======== Material to process ========

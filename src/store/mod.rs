//! JSON persistence for the vocabulary, word and phrase maps
//!
//! Each map is its own file. A missing or blank file loads as an empty map;
//! a file that fails to parse also loads as empty but is reported back as a
//! [`LoadWarning`] so the run can continue.

mod error;
mod json;


pub use error::StoreError;
pub use json::{load_stores, save_stores};

use crate::vocab::TokenId;
use indexmap::IndexMap;
use std::fmt;
use std::path::PathBuf;

/// Insertion-ordered `text -> id` map, as persisted
pub type IdMap = IndexMap<String, TokenId>;

/// The three maps a run loads before and saves after processing
#[derive(Debug, Clone, Default, PartialEq, Eq)]
pub struct Stores {
    /// Fragment -> id
    pub vocab: IdMap,
    /// Word -> word token id
    pub words: IdMap,
    /// Normalized phrase -> phrase token id
    pub phrases: IdMap,
}

/// A store that could not be parsed and was replaced by an empty map
#[derive(Debug, Clone, PartialEq, Eq)]
pub struct LoadWarning {
    pub path: PathBuf,
    pub reason: String,
}

impl fmt::Display for LoadWarning {
    fn fmt(&self, f: &mut fmt::Formatter<'_>) -> fmt::Result {
        write!(
            f,
            "{} is corrupted, starting from an empty store ({})",
            self.path.display(),
            self.reason
        )
    }
}
use super::TokenId;
use thiserror::Error;

#[derive(Error, Debug, PartialEq, Eq)]
pub enum VocabError {
    #[error("Token id counter exhausted at {counter}, cannot mint an id for {fragment:?}")]
    CounterExhausted { fragment: String, counter: TokenId },
}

========

* Task details *
Every line of the listing is to be transcribed exactly.

* Reply to the exercise *
filename src/store/mod.rs
//! JSON persistence for the vocabulary, word and phrase maps
//!
//! Each map is its own file. A missing or blank file loads as an empty map;
//! a file that fails to parse also loads as empty but is reported back as a
//! [`LoadWarning`] so the run can continue.

mod error;
mod json;


pub use error::StoreError;
pub use json::{load_stores, save_stores};

use crate::vocab::TokenId;
use indexmap::IndexMap;
use std::fmt;
use std::path::PathBuf;

/// Insertion-ordered `text -> id` map, as persisted
pub type IdMap = IndexMap<String, TokenId>;

/// The three maps a run loads before and saves after processing
#[derive(Debug, Clone, Default, PartialEq, Eq)]
pub struct Stores {
    /// Fragment -> id
    pub vocab: IdMap,
    /// Word -> word token id
    pub words: IdMap,
    /// Normalized phrase -> phrase token id
    pub phrases: IdMap,
}

/// A store that could not be parsed and was replaced by an empty map
#[derive(Debug, Clone, PartialEq, Eq)]
pub struct LoadWarning {
    pub path: PathBuf,
    pub reason: String,
}

impl fmt::Display for LoadWarning {
    fn fmt(&self, f: &mut fmt::Formatter<'_>) -> fmt::Result {
        write!(
            f,
            "{} is corrupted, starting from an empty store ({})",
            self.path.display(),
            self.reason
        )
    }
}
use super::TokenId;
use thiserror::Error;

#[derive(Error, Debug, PartialEq, Eq)]
pub enum VocabError {
    #[error("Token id counter exhausted at {counter}, cannot mint an id for {fragment:?}")]
    CounterExhausted { fragment: String, counter: TokenId },
}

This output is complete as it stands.